アイロンが終わると2足支給されている半長靴のうちパレード用にとっている履いてない方の半長靴を磨く。支給されている靴磨き用のブラシは片方が短くて固く、片方は長くて柔らかいと言う風に両側2種類のブラシが付いていた。柄の部分の先端は楔形になっていて泥などを落とすのに便利だった。僕が教わったのは硬いブラシの方で靴墨を塗りそのあと柔らかい方で磨くという事だった。縫い目の部分にちゃんと靴墨を塗らないと皮の色が出てやり直しを喰らう。靴紐は丸紐でなく平らなやつであったので、表に見える部分はよじれる事なく平らに見えるようにしなくてはならなかった。外人部隊のシンボルはもちろん白いケピなのだが、それと同じぐらい有名なのが赤のふさの付いた肩章と青のカマーバンドであった。それに緑色のネクタイ。カマーバンドの巻き方にも決まりがありそれも教わった。意外とネクタイの結び方を知らない連中が多く、僕はそいつらのネクタイを何本も結んでやった。
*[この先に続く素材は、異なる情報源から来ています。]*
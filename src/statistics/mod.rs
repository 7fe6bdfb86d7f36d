//! Statistical reductions used by the data accessor and the diagnostics
//!
//! # Organization
//!
//! - [`operations`]: reduction kinds and the [`StatisticalReduction`] trait
//! - [`parallel`]: Rayon-backed reductions along one axis
//! - [`weighted`]: area-weighted sums and means over the node axis

pub mod operations;
pub mod parallel;
pub mod weighted;

pub use operations::{StatOperation, StatisticalReduction};
pub use parallel::{parallel_max_axis, parallel_mean_axis, parallel_min_axis};
pub use weighted::{nanmean, weighted_mean_rows, weighted_sum_rows};
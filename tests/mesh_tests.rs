mod common;

use common::{write_mesh, LEVELS, NODES, SHALLOW};
use fesom_diag::errors::FesomError;
use fesom_diag::mesh::{load_mesh, MeshCache, MeshConfig};
use std::fs;
use std::sync::Arc;
use tempfile::tempdir;

#[test]
fn test_load_mesh() {
    let dir = tempdir().expect("Failed to create temp dir");
    write_mesh(dir.path());
    let mesh = common::load(dir.path());

    assert_eq!(mesh.n2d, NODES);
    assert_eq!(mesh.e2d, 8);
    assert_eq!(mesh.zlev.to_vec(), LEVELS.to_vec());
    assert_eq!(mesh.layer_depths().to_vec(), vec![5.0, 20.0, 45.0]);
    assert_eq!(mesh.node_levels()[SHALLOW], 2);
    assert_eq!(mesh.node_levels()[0], 4);
    assert_eq!(mesh.lat[3], 1.0);
    assert!(mesh.node_area.iter().all(|&a| a > 0.0));

    // The centre node touches six triangles, a corner one or two.
    assert!(mesh.node_area[4] > mesh.node_area[0]);
}

#[test]
fn test_rotation_changes_coordinates_not_areas() {
    let dir = tempdir().unwrap();
    write_mesh(dir.path());
    let geographic = common::load(dir.path());
    let rotated = load_mesh(dir.path(), &MeshConfig::default()).unwrap();

    assert!((rotated.lat[4] - geographic.lat[4]).abs() > 1.0);
    let relative = (rotated.total_area() - geographic.total_area()).abs() / geographic.total_area();
    assert!(relative < 1e-9);
}

#[test]
fn test_malformed_mesh() {
    let dir = tempdir().unwrap();
    write_mesh(dir.path());
    fs::write(dir.path().join("elem2d.out"), "2\n1 2 3\n1 2 x\n").unwrap();
    match load_mesh(dir.path(), &MeshConfig::geographic()) {
        Err(FesomError::MeshParse { file, line, .. }) => {
            assert!(file.ends_with("elem2d.out"));
            assert_eq!(line, 3);
        }
        other => panic!("Expected MeshParse, got {other:?}"),
    }

    fs::remove_file(dir.path().join("aux3d.out")).unwrap();
    assert!(matches!(
        load_mesh(dir.path(), &MeshConfig::geographic()),
        Err(FesomError::IoError(_)) | Err(FesomError::MeshParse { .. })
    ));
}

#[test]
fn test_mesh_cache() {
    let dir = tempdir().unwrap();
    write_mesh(dir.path());
    let config = MeshConfig::geographic();
    let mut cache = MeshCache::new();
    assert!(cache.is_empty());

    let first = cache.get_or_load(dir.path(), &config).unwrap();
    let again = cache.get_or_load(dir.path(), &config).unwrap();
    assert!(Arc::ptr_eq(&first, &again));
    assert_eq!(cache.len(), 1);

    // A different rotation is a different mesh.
    let rotated = cache.get_or_load(dir.path(), &MeshConfig::default()).unwrap();
    assert!(!Arc::ptr_eq(&first, &rotated));
    let geographic = cache.get_or_load(dir.path(), &config).unwrap();
    assert!(!Arc::ptr_eq(&rotated, &geographic));

    // Same values, longer file.
    let nod2d = fs::read_to_string(dir.path().join("nod2d.out")).unwrap();
    fs::write(dir.path().join("nod2d.out"), nod2d.replace(".0 ", ".00 ")).unwrap();
    let reloaded = cache.get_or_load(dir.path(), &config).unwrap();
    assert!(!Arc::ptr_eq(&geographic, &reloaded));
    assert_eq!(reloaded.lon, geographic.lon);

    assert!(cache.invalidate(dir.path()));
    assert!(!cache.invalidate(dir.path()));
    let fresh = cache.get_or_load(dir.path(), &config).unwrap();
    assert!(!Arc::ptr_eq(&reloaded, &fresh));

    cache.clear();
    assert!(cache.is_empty());
}
//! Core statistical operations and traits

use crate::errors::{FesomError, Result};
use ndarray::{ArrayD, Axis};

/// Supported reductions over an axis
#[derive(Debug, Clone, Copy, PartialEq, Eq)]
pub enum StatOperation {
    /// Arithmetic mean of the finite values
    Mean,
    /// Minimum of the finite values
    Min,
    /// Maximum of the finite values
    Max,
}

impl StatOperation {
    /// Get the string representation of the operation
    #[must_use]
    pub const fn as_str(self) -> &'static str {
        match self {
            Self::Mean => "mean",
            Self::Min => "minimum",
            Self::Max => "maximum",
        }
    }
}

/// Trait for types that can perform statistical reductions along an axis
pub trait StatisticalReduction<T> {
    /// Reduce along `axis`, removing it from the result
    ///
    /// # Errors
    ///
    /// Returns an error if the axis is out of bounds for the array.
    fn reduce_along_axis(&self, axis: usize, operation: StatOperation) -> Result<ArrayD<T>>;

    /// Reduce along `axis`, keeping it with length one
    ///
    /// # Errors
    ///
    /// Returns an error if the axis is out of bounds for the array.
    fn reduce_keep_axis(&self, axis: usize, operation: StatOperation) -> Result<ArrayD<T>> {
        Ok(self
            .reduce_along_axis(axis, operation)?
            .insert_axis(Axis(axis)))
    }
}

impl StatisticalReduction<f64> for ArrayD<f64> {
    fn reduce_along_axis(&self, axis: usize, operation: StatOperation) -> Result<ArrayD<f64>> {
        if axis >= self.ndim() {
            return Err(FesomError::InvalidArgument(format!(
                "Axis {axis} is out of bounds for array with {} dimensions",
                self.ndim()
            )));
        }

        match operation {
            StatOperation::Mean => super::parallel::parallel_mean_axis(self, axis),
            StatOperation::Min => super::parallel::parallel_min_axis(self, axis),
            StatOperation::Max => super::parallel::parallel_max_axis(self, axis),
        }
    }
}

#[cfg(test)]
mod tests {
    use super::*;
    use ndarray::array;

    #[test]
    fn keep_axis_preserves_rank() {
        let data = array![[1.0, 2.0], [3.0, 6.0]].into_dyn();
        let mean = data.reduce_keep_axis(0, StatOperation::Mean).unwrap();
        assert_eq!(mean.shape(), &[1, 2]);
        assert_eq!(mean[[0, 0]], 2.0);
        assert_eq!(mean[[0, 1]], 4.0);
    }

    #[test]
    fn axis_out_of_bounds() {
        let data = array![1.0, 2.0].into_dyn();
        assert!(data.reduce_along_axis(1, StatOperation::Max).is_err());
    }

    #[test]
    fn names() {
        assert_eq!(StatOperation::Mean.as_str(), "mean");
        assert_eq!(format!("{:?}", StatOperation::Min), "Min");
    }
}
中隊の裏で衛兵全体の交代の仕方や、営門にいる衛兵の交代などの練習も始まった。ただ単に近ずいて行って肩を叩き「おい、交代だぜ?」そんな交代はしない。上番は伍長のかける歩調に合わせ下番の真正面に位置して止まる。伍長の号令でお互い「捧げ銃」の敬礼をして「直れ」「抱え銃」の号令の後2名共右に一歩ずれる。上番、下番とも5歩前へ進み回れ右をする。再び2名共右へ一歩、そうすると見事に上番と下番が入れ替わる。再び「捧げ銃」をして、下番の衛兵は伍長の号令で「抱え銃」をし衛兵詰所へ向かい衛兵の交代が完了する。 頭の中で全体像を想像すれば何も難しい事では無かった。